Во втором варианте «Иванова» Чехов тоже изменил финал. Иванов, умиравший в первом варианте пьесы от разрыва сердца, теперь погибал трагически. Он стрелялся. Но то было самоубийство зрелого человека, не выдержавшего груза своих ошибок, грехов, заблуждений. Герой рассказа «Володя» — из тех самых семнадцатилетних русских мальчиков, о которых шла речь в переписке Чехова и Григоровича два года назад.

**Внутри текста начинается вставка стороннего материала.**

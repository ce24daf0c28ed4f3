use super::*;
use crate::builder::SqlBuilder;
use crate::params;

fn tags(sql: &str) -> Vec<String> {
    SqlParser::new(sql)
        .chunks()
        .unwrap()
        .iter()
        .map(Chunk::tag)
        .collect()
}

#[test]
fn test_parse_then_extend_select() {
    let q = SqlParser::new("select x from a where c")
        .to_select()
        .unwrap()
        .select("z");
    assert_eq!(q.to_sql().unwrap(), "select x, z from a where c");
    assert!(q.params().is_empty());
}

#[test]
fn test_round_trip_all_clauses() {
    let sql = "SELECT a, b FROM t JOIN u ON u.id = t.id WHERE a = 1 GROUP BY a \
               HAVING count(*) > 1 ORDER BY b OFFSET 5 LIMIT 10";
    let q = Select::parse(sql).unwrap();
    assert_eq!(q.to_sql().unwrap(), sql);
}

#[test]
fn test_round_trip_normalizes_whitespace() {
    let q = Select::parse("  select  a\nfrom   t\n  where x = 1  ").unwrap();
    assert_eq!(q.to_sql().unwrap(), "select a from t where x = 1");
}

#[test]
fn test_keyword_casing_preserved() {
    let q = Select::parse("Select x From t Order By x").unwrap();
    assert_eq!(q.to_sql().unwrap(), "Select x From t Order By x");
}

#[test]
fn test_chunks() {
    let chunks = SqlParser::new("select x from a where c").chunks().unwrap();
    assert_eq!(chunks.len(), 3);
    assert_eq!(chunks[0].clause, Some(Clause::Select));
    assert_eq!(chunks[0].keyword(), "select");
    assert_eq!(chunks[0].body(), "x");
    assert_eq!(chunks[2].text, "where c");
    assert_eq!(chunks[2].body(), "c");
}

#[test]
fn test_multiword_keywords() {
    assert_eq!(
        tags("select a, count(*) from t group by a having count(*) > 1 order by a desc"),
        vec!["SELECT", "FROM", "GROUP BY", "HAVING", "ORDER BY"]
    );

    let q = Select::parse("select a, count(*) from t group by a order by a desc")
        .unwrap()
        .group_by("b")
        .order_by("b");
    assert_eq!(
        q.to_sql().unwrap(),
        "select a, count(*) from t group by a, b order by a desc, b"
    );
}

#[test]
fn test_quotes_hide_keywords() {
    let sql = r#"SELECT 'from' AS f, "where" FROM t WHERE name = 'a where \' b' AND c = `limit`"#;
    assert_eq!(tags(sql), vec!["SELECT", "FROM", "WHERE"]);
    assert_eq!(Select::parse(sql).unwrap().to_sql().unwrap(), sql);
}

#[test]
fn test_parens_hide_keywords() {
    let sql = "SELECT x FROM (SELECT y FROM z WHERE q = ')') AS s WHERE x > 1";
    assert_eq!(tags(sql), vec!["SELECT", "FROM", "WHERE"]);
    assert_eq!(Select::parse(sql).unwrap().to_sql().unwrap(), sql);
}

#[test]
fn test_keywords_inside_identifiers() {
    assert_eq!(
        tags("SELECT selected, from_date, t.limit FROM t"),
        vec!["SELECT", "FROM"]
    );
    assert_eq!(tags("SELECT x FROM t WHERE(a)"), vec!["SELECT", "FROM"]);
}

#[test]
fn test_hydrated_where_keeps_chaining() {
    let q = Select::parse("SELECT * FROM t WHERE a = 1")
        .unwrap()
        .and_where_with("b = ?", [2])
        .or_where("c");
    assert_eq!(q.to_sql().unwrap(), "SELECT * FROM t WHERE a = 1 AND b = ? OR c");
    assert_eq!(q.params(), params![2]);
}

#[test]
fn test_hydrated_limit_is_write_once() {
    let parsed = Select::parse("SELECT * FROM t LIMIT 5").unwrap();
    assert!(parsed.clone().limit(10).to_sql().unwrap_err().is_builder());
    assert_eq!(
        parsed.without_limit().limit(10).to_sql().unwrap(),
        "SELECT * FROM t LIMIT 10"
    );
}

#[test]
fn test_prefixed_join_round_trip() {
    let sql = "SELECT * FROM a LEFT JOIN b ON b.id = a.id WHERE a.x = 1";
    assert_eq!(tags(sql), vec!["SELECT", "FROM", "JOIN", "WHERE"]);
    assert_eq!(Select::parse(sql).unwrap().to_sql().unwrap(), sql);
}

#[test]
fn test_from_str() {
    let q: Select = "SELECT 1".parse().unwrap();
    assert_eq!(q.to_sql().unwrap(), "SELECT 1");
}

#[test]
fn test_empty_input() {
    assert!(tags("   ").is_empty());
    assert_eq!(Select::parse("").unwrap().to_sql().unwrap(), "");
}

#[test]
fn test_headless_where_fragment() {
    let q = Select::parse("WHERE a = 1").unwrap().and_where("b");
    assert_eq!(q.to_sql().unwrap(), "a = 1 AND b");
}

#[test]
fn test_unterminated_quote() {
    let err = Select::parse("SELECT 'oops FROM t").unwrap_err();
    match err {
        SqlError::Parse { chunks, sql, .. } => {
            assert_eq!(chunks, vec!["SELECT"]);
            assert_eq!(sql, "SELECT 'oops FROM t");
        }
        other => panic!("unexpected error: {other:?}"),
    }
}

#[test]
fn test_unbalanced_parenthesis() {
    assert!(Select::parse("SELECT (a FROM t").unwrap_err().is_parse());
    assert!(Select::parse("SELECT (a, ')' FROM t").unwrap_err().is_parse());
}

#[test]
fn test_out_of_order_chunks() {
    let err = Select::parse("SELECT x WHERE a FROM t").unwrap_err();
    assert!(matches!(err, SqlError::Parse { ref chunks, .. } if chunks == &["FROM"]));
}

#[test]
fn test_repeated_clause() {
    let err = Select::parse("SELECT x FROM a JOIN b ON 1 = 1 JOIN c ON 1 = 1").unwrap_err();
    assert!(matches!(err, SqlError::Parse { ref chunks, .. } if chunks == &["JOIN"]));
}

#[test]
fn test_untagged_leading_text() {
    assert_eq!(tags("EXPLAIN SELECT x"), vec!["<untagged>", "SELECT"]);
    let err = Select::parse("EXPLAIN SELECT x").unwrap_err();
    assert!(matches!(
        err,
        SqlError::Parse { ref chunks, .. } if chunks == &["<untagged>", "SELECT"]
    ));
}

Он заболел тоской… той самой тоской русских самоубийц, о которой говорил Чехов.
В состоянии тоски Володя вдруг вспомнил детство, Ментону, «где он жил со своим покойным отцом, когда был семи лет; припомнились ему Биарриц и две девочки-англичанки, с которыми он бегал по песку… Захотелось возобновить в памяти цвет неба и океана, высоту волн и свое тогдашнее настроение, но это не удалось ему; девочки-англичанки промелькнули в воображении, как живые, всё же остальное смешалось, беспорядочно расплылось». В финале, после выстрела, Володя «увидел, как его покойный отец в цилиндре с широкой черной лентой, носивший в Ментоне траур по какой-то даме, вдруг охватил его обеими руками и оба они полетели в какую-то очень темную, глубокую пропасть. Потом всё смешалось и исчезло…».
Вставной эпизод и другой финал преобразили прежний рассказ. Это была новая проза. Чехов не изменил, а словно освободилее. Он дал повествователю и герою новое ощущение времени и пространства. Они безграничны в их сознании, в их памяти, в их мыслях о неизбежной смерти, о том, что там — за последним мгновением жизни.
Эта тоска, эта непредставимая, пугающая бесконечность времени и пространства уже ощущались в повести «Степь», в «Огнях». И они — главное ощущение героя повести «Скучная история».